(Beginning of SOURCE DATA)

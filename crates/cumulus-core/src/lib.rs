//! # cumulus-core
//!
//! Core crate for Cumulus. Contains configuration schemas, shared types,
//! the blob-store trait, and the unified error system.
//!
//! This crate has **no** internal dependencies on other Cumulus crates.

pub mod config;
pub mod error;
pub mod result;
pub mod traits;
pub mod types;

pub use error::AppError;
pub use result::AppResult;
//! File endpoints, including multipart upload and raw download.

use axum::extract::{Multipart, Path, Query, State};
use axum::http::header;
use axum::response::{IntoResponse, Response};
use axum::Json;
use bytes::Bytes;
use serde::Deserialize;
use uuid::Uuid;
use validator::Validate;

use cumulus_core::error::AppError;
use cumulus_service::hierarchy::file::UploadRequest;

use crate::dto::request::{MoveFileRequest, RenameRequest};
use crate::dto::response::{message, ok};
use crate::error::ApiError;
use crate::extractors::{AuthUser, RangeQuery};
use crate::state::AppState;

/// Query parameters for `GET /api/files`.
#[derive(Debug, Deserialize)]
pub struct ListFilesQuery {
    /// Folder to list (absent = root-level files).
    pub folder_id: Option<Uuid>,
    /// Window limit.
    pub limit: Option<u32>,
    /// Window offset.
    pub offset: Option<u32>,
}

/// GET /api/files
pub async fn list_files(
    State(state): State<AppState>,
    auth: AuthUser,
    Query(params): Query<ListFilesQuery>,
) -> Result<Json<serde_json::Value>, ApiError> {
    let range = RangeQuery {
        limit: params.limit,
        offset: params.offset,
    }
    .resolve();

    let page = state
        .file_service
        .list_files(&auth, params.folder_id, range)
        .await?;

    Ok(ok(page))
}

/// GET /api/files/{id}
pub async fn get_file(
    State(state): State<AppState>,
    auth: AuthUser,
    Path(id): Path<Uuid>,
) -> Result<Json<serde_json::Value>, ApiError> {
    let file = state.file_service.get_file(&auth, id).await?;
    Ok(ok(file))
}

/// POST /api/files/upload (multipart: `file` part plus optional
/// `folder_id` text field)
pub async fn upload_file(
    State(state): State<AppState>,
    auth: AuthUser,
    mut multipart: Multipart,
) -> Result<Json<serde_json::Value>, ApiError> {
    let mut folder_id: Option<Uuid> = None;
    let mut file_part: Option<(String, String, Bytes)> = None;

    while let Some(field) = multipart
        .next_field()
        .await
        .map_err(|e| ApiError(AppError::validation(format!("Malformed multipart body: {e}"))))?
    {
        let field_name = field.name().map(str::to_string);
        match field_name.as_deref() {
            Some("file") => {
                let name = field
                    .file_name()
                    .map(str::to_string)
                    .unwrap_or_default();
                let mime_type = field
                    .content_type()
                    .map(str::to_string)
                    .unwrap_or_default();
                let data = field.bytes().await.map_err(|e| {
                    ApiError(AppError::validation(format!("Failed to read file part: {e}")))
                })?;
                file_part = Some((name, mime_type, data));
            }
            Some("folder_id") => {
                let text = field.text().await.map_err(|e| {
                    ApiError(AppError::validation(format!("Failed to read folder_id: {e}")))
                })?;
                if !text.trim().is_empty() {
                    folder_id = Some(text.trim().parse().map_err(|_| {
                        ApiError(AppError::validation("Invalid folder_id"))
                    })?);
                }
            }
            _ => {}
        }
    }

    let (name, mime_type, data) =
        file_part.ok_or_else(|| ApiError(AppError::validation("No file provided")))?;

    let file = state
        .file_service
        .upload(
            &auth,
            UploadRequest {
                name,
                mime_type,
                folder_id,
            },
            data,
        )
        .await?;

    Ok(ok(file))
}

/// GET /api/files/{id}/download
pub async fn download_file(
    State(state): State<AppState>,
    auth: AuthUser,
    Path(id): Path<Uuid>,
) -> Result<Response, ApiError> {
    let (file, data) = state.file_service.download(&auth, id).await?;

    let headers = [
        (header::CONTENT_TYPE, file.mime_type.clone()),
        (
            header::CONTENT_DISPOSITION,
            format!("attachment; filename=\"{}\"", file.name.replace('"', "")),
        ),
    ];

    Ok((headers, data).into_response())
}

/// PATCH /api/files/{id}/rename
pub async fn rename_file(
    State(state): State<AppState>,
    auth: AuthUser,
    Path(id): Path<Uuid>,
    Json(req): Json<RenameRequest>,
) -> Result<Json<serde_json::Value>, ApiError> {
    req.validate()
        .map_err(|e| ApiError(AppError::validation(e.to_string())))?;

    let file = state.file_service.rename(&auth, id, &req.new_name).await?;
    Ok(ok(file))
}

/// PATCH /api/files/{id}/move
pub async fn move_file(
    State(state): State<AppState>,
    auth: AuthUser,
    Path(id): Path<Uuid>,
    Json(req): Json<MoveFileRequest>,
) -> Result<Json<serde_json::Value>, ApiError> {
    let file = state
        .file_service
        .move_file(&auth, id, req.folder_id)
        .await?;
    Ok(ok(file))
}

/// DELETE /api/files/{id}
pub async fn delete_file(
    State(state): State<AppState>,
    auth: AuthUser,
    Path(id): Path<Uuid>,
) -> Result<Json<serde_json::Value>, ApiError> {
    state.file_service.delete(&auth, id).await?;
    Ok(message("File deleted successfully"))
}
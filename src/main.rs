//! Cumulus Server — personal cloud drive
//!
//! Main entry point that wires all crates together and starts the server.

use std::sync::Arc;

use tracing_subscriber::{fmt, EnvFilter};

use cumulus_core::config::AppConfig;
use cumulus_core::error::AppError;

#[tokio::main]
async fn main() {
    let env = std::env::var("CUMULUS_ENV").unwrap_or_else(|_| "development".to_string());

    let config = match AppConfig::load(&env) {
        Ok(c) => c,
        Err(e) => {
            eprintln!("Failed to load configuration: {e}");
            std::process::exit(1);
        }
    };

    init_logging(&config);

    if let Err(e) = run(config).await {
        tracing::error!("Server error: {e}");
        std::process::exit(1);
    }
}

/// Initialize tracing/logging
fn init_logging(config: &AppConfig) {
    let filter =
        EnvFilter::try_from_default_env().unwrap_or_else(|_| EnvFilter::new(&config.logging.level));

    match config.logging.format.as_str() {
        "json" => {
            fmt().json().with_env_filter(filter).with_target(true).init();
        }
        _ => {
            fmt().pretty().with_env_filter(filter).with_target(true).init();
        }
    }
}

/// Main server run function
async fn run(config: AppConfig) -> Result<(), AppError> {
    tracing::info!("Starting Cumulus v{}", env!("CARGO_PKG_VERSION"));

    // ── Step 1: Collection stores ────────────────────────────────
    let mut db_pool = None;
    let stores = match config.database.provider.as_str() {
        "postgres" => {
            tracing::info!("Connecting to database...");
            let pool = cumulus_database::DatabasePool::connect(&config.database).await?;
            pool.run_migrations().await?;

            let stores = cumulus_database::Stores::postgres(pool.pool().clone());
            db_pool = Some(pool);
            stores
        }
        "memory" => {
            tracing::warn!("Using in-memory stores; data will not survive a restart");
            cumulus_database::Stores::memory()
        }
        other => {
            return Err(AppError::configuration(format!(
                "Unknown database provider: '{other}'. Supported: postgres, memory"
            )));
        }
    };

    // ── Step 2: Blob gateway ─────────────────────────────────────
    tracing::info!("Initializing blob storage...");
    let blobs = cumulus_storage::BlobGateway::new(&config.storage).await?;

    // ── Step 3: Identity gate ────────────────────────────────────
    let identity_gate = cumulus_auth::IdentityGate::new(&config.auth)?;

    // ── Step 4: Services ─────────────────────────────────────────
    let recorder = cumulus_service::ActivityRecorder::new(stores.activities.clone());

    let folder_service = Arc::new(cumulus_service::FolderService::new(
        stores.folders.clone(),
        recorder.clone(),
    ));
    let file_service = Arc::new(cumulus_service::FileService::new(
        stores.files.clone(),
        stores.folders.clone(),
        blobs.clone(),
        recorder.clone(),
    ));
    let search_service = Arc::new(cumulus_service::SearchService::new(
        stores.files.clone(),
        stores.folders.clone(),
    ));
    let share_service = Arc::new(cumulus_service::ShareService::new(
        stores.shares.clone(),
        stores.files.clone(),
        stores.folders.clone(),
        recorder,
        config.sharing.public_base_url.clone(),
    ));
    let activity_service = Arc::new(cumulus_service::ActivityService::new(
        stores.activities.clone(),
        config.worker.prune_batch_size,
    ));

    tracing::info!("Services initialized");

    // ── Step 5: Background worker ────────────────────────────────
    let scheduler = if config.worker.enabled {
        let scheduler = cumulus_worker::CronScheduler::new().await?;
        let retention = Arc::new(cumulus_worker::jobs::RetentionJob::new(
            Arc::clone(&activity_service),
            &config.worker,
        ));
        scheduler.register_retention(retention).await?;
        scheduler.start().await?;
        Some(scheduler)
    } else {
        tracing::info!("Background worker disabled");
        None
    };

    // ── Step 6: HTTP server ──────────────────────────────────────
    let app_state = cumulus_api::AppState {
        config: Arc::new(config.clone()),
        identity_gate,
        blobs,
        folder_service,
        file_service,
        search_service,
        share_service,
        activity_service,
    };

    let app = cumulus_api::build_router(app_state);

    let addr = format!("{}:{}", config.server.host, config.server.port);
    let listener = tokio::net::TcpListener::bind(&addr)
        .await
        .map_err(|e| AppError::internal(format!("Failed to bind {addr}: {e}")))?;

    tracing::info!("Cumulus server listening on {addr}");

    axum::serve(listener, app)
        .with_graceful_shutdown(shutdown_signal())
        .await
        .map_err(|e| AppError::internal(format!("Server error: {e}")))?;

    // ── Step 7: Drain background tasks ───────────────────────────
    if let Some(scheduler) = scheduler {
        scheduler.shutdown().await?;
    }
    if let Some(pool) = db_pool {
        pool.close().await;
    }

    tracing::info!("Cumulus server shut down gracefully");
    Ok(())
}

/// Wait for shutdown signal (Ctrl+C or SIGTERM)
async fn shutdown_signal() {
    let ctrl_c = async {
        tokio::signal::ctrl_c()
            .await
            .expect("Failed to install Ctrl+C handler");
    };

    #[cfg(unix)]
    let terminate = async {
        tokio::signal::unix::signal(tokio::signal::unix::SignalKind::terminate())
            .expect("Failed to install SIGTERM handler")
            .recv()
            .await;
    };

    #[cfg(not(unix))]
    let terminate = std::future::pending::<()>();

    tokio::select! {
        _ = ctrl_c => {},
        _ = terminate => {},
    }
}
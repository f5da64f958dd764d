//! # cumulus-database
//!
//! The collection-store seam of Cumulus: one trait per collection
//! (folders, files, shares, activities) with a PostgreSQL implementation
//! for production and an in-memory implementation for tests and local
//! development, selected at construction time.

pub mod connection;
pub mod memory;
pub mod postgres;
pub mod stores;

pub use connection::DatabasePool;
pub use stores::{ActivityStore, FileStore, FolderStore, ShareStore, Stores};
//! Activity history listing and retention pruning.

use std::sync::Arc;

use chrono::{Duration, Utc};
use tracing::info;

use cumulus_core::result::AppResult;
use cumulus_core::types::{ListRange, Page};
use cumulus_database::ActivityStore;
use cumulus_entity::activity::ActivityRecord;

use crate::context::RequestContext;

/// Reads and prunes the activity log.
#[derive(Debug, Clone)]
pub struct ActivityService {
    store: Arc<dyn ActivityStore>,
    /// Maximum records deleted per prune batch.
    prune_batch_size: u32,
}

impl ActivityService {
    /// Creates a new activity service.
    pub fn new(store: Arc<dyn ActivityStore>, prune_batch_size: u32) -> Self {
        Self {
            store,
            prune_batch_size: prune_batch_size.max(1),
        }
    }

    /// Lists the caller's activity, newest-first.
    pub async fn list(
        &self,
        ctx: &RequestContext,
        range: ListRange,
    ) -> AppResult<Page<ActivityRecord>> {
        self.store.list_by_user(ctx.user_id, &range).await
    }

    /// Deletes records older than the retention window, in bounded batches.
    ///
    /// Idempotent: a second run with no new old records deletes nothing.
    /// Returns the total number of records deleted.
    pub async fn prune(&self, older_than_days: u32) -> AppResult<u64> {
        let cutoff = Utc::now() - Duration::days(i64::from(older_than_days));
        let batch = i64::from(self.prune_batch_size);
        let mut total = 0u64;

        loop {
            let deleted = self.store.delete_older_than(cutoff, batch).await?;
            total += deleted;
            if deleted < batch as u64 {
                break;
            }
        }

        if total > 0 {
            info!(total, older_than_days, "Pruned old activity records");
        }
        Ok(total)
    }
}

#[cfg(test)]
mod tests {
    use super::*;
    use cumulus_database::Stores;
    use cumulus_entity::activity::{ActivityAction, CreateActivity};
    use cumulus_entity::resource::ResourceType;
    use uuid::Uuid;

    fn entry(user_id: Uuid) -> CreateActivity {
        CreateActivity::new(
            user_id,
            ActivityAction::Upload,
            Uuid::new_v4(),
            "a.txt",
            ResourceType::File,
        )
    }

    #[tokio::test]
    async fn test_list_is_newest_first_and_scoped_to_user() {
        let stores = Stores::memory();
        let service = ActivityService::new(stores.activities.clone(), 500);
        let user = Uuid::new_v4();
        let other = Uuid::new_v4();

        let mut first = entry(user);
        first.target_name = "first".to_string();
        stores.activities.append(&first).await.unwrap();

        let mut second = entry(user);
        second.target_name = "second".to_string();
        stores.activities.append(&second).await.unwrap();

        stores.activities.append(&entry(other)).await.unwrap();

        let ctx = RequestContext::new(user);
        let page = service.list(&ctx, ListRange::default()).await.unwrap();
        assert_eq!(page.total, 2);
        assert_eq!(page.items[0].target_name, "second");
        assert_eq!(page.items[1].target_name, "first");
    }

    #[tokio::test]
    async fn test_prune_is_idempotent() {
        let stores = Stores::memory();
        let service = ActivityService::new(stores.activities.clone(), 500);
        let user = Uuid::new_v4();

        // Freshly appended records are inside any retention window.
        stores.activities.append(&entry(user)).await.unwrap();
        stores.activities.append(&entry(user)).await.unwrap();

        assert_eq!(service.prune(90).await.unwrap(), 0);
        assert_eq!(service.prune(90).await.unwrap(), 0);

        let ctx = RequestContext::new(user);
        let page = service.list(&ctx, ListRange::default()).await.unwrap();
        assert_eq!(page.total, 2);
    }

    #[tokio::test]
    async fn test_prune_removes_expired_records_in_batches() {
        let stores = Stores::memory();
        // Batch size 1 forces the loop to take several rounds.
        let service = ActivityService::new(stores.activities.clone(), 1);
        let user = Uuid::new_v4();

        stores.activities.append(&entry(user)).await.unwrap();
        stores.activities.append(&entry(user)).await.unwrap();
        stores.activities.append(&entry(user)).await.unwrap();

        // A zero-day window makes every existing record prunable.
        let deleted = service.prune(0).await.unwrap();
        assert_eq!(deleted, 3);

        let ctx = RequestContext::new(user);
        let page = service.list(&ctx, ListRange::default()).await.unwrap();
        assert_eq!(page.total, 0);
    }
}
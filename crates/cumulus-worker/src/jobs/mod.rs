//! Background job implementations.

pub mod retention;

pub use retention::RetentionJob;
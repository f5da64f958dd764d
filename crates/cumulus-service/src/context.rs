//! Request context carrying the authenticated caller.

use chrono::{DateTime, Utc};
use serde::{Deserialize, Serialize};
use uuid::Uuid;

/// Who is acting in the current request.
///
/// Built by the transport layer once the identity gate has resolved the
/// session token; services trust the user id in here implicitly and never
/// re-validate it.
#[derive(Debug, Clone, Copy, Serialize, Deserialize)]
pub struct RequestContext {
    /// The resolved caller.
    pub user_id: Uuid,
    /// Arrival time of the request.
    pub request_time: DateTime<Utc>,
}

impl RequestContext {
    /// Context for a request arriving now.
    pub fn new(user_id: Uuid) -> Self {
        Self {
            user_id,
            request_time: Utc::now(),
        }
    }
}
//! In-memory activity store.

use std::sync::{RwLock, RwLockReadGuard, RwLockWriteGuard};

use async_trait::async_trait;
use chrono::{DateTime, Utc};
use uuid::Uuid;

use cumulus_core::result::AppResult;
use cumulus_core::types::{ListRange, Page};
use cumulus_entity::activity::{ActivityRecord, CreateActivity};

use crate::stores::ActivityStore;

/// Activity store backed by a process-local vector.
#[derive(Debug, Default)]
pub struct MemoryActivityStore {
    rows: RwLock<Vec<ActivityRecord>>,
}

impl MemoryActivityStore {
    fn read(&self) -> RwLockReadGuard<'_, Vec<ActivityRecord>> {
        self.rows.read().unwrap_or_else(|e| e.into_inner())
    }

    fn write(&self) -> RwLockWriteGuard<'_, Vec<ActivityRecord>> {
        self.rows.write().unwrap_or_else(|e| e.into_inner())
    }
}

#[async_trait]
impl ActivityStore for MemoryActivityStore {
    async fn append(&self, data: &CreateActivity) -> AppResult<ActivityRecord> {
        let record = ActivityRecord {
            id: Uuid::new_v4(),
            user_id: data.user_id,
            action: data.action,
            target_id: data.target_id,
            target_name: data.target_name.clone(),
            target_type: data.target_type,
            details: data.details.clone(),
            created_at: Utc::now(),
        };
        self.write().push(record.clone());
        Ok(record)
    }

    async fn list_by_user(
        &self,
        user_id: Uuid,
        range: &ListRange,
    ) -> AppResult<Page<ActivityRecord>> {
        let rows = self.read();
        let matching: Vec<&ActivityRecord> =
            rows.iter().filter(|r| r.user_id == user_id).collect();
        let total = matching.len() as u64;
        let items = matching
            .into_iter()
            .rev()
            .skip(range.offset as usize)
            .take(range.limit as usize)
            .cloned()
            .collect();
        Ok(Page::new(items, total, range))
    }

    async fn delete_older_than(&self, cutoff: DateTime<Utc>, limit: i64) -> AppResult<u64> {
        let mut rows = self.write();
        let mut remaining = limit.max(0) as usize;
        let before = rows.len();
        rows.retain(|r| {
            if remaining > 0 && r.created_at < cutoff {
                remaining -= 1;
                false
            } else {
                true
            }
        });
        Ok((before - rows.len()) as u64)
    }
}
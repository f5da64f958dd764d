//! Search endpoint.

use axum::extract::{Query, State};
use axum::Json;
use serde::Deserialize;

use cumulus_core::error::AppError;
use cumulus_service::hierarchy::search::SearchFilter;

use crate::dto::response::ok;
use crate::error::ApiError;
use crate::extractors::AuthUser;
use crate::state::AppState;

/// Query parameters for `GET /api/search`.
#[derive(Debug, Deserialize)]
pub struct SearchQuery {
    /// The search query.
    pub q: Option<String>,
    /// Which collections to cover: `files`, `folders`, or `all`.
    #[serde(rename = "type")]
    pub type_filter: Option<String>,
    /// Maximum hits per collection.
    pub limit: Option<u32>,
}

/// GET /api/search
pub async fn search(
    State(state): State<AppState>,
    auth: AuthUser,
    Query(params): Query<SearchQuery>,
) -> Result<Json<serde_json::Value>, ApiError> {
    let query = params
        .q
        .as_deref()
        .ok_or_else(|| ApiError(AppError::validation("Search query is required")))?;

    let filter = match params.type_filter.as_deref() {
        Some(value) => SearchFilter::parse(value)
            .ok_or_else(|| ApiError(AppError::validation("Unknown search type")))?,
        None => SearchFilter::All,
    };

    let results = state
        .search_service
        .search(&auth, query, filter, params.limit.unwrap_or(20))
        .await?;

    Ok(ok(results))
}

(End of SOURCE DATA)

§ **WORK REQUEST**
Among the records above, only the lines between the line holding "assert_eq!(deleted, 3);" and the line holding "fn read(&self) ->", inclusive, are to be output, exactly as written.

§ **RESPONSE AREA**
        assert_eq!(deleted, 3);

        let ctx = RequestContext::new(user);
        let page = service.list(&ctx, ListRange::default()).await.unwrap();
        assert_eq!(page.total, 0);
    }
}
filename crates/cumulus-worker/src/jobs/mod.rs
//! Background job implementations.

pub mod retention;

pub use retention::RetentionJob;
repository f5da64f958dd764d
filename crates/cumulus-service/src/context.rs
//! Request context carrying the authenticated caller.

use chrono::{DateTime, Utc};
use serde::{Deserialize, Serialize};
use uuid::Uuid;

/// Who is acting in the current request.
///
/// Built by the transport layer once the identity gate has resolved the
/// session token; services trust the user id in here implicitly and never
/// re-validate it.
#[derive(Debug, Clone, Copy, Serialize, Deserialize)]
pub struct RequestContext {
    /// The resolved caller.
    pub user_id: Uuid,
    /// Arrival time of the request.
    pub request_time: DateTime<Utc>,
}

impl RequestContext {
    /// Context for a request arriving now.
    pub fn new(user_id: Uuid) -> Self {
        Self {
            user_id,
            request_time: Utc::now(),
        }
    }
}
//! In-memory activity store.

use std::sync::{RwLock, RwLockReadGuard, RwLockWriteGuard};

use async_trait::async_trait;
use chrono::{DateTime, Utc};
use uuid::Uuid;

use cumulus_core::result::AppResult;
use cumulus_core::types::{ListRange, Page};
use cumulus_entity::activity::{ActivityRecord, CreateActivity};

use crate::stores::ActivityStore;

/// Activity store backed by a process-local vector.
#[derive(Debug, Default)]
pub struct MemoryActivityStore {
    rows: RwLock<Vec<ActivityRecord>>,
}

impl MemoryActivityStore {
    fn read(&self) -> RwLockReadGuard<'_, Vec<ActivityRecord>> {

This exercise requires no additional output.